Dataset entries:
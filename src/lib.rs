//! mesaboot - extract and load native Mesa payloads at process startup
//!
//! Resolves the host platform and requested variant, materializes the
//! variant's payloads into a versioned cache directory shared by concurrent
//! processes (guarded by a file lock), and loads them into the process in
//! dependency order.
//!
//! ```no_run
//! use mesaboot::resource::DirSource;
//!
//! let report = mesaboot::bootstrap(DirSource::new("resources"), Some("d3d12"))?;
//! for (payload, failure) in report.failures() {
//!     eprintln!("{}: {}", payload, failure.message);
//! }
//! # Ok::<(), mesaboot::BootstrapError>(())
//! ```

pub mod bootstrap;
pub mod cache;
pub mod cleanup;
pub mod error;
pub mod extract;
pub mod loader;
pub mod platform;
pub mod report;
pub mod resource;
pub mod runtime;
pub mod variant;
pub mod version;

pub use bootstrap::{BootstrapConfig, Bootstrapper, bootstrap, bootstrap_async};
pub use error::{BootstrapError, LoadError, PayloadError, PayloadErrorKind};
pub use report::BootstrapReport;
use std::process::Command;

fn main() {
    println!("cargo:rerun-if-changed=.git/HEAD");
    println!("cargo:rerun-if-changed=.git/index");

    let pkg_version = std::env::var("CARGO_PKG_VERSION").unwrap_or_default();

    let output = Command::new("git")
        .args(["describe", "--tags", "--always", "--dirty"])
        .output();

    let version = match output {
        Ok(o) if o.status.success() => {
            let git_output = String::from_utf8(o.stdout)
                .unwrap_or_default()
                .trim()
                .to_string();

            if git_output.is_empty() {
                pkg_version
            } else {
                // Strip 'v' prefix if present (e.g., "v1.0.0" -> "1.0.0")
                let described = git_output.strip_prefix('v').unwrap_or(&git_output);
                format!("{} ({})", pkg_version, described)
            }
        }
        // Not a git checkout (e.g. a packaged source tarball)
        _ => pkg_version,
    };

    println!("cargo:rustc-env=MESABOOT_VERSION={}", version);
}
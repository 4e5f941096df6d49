//! Version descriptor
//!
//! A small `key=value` resource produced by the packaging step. The loader
//! version namespaces the cache directory, so it is mandatory.

use crate::error::BootstrapError;
use crate::resource::{ResourceSource, VERSION_RESOURCE};
use log::{debug, warn};
use serde::Serialize;
use std::collections::HashMap;
use std::io::Read;

pub const LOADER_VERSION_KEY: &str = "loader.version";
pub const PRODUCT_VERSION_KEY: &str = "product.version";
/// Older packages recorded the product version under this key.
const LEGACY_PRODUCT_VERSION_KEY: &str = "mesa.version";

#[derive(Debug, Clone, PartialEq, Eq, Serialize)]
pub struct VersionDescriptor {
    pub product_version: Option<String>,
    pub loader_version: String,
}

impl VersionDescriptor {
    /// Build from parsed properties. Fails if the loader version is absent or blank.
    pub fn from_properties(properties: &HashMap<String, String>) -> Result<Self, BootstrapError> {
        let loader_version = properties
            .get(LOADER_VERSION_KEY)
            .filter(|v| !v.is_empty())
            .cloned()
            .ok_or_else(|| BootstrapError::MissingVersionMetadata {
                key: LOADER_VERSION_KEY.to_string(),
            })?;

        let product_version = properties
            .get(PRODUCT_VERSION_KEY)
            .or_else(|| properties.get(LEGACY_PRODUCT_VERSION_KEY))
            .filter(|v| !v.is_empty())
            .cloned();

        Ok(Self {
            product_version,
            loader_version,
        })
    }

    /// Read the descriptor from a resource source.
    ///
    /// An unreadable or absent resource is treated as empty, which then fails
    /// on the missing loader version.
    #[tracing::instrument(skip(source))]
    pub fn load<S: ResourceSource + ?Sized>(source: &S) -> Result<Self, BootstrapError> {
        let mut content = String::new();
        match source.open(VERSION_RESOURCE) {
            Some(mut resource) => {
                if let Err(e) = resource.reader.read_to_string(&mut content) {
                    warn!("Failed to read {}: {}", VERSION_RESOURCE, e);
                    content.clear();
                }
            }
            None => debug!("{} not found in resources", VERSION_RESOURCE),
        }

        Self::from_properties(&parse_properties(&content))
    }
}

/// Parse `key=value` / `key: value` lines. `#` and `!` start comment lines;
/// the first occurrence of a key wins over later ones.
pub fn parse_properties(content: &str) -> HashMap<String, String> {
    let mut properties = HashMap::new();

    for line in content.lines() {
        let line = line.trim();
        if line.is_empty() || line.starts_with('#') || line.starts_with('!') {
            continue;
        }

        let (key, value) = match line.find(['=', ':']) {
            Some(idx) => (&line[..idx], &line[idx + 1..]),
            None => (line, ""),
        };

        properties
            .entry(key.trim().to_string())
            .or_insert_with(|| value.trim().to_string());
    }

    properties
}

- _Activity_:
For every line of the data above that contains "ResourceSource", copy that line.

- _Solution to the problem_:
use crate::resource::{ResourceSource, VERSION_RESOURCE};
    pub fn load<S: ResourceSource + ?Sized>(source: &S) -> Result<Self, BootstrapError> {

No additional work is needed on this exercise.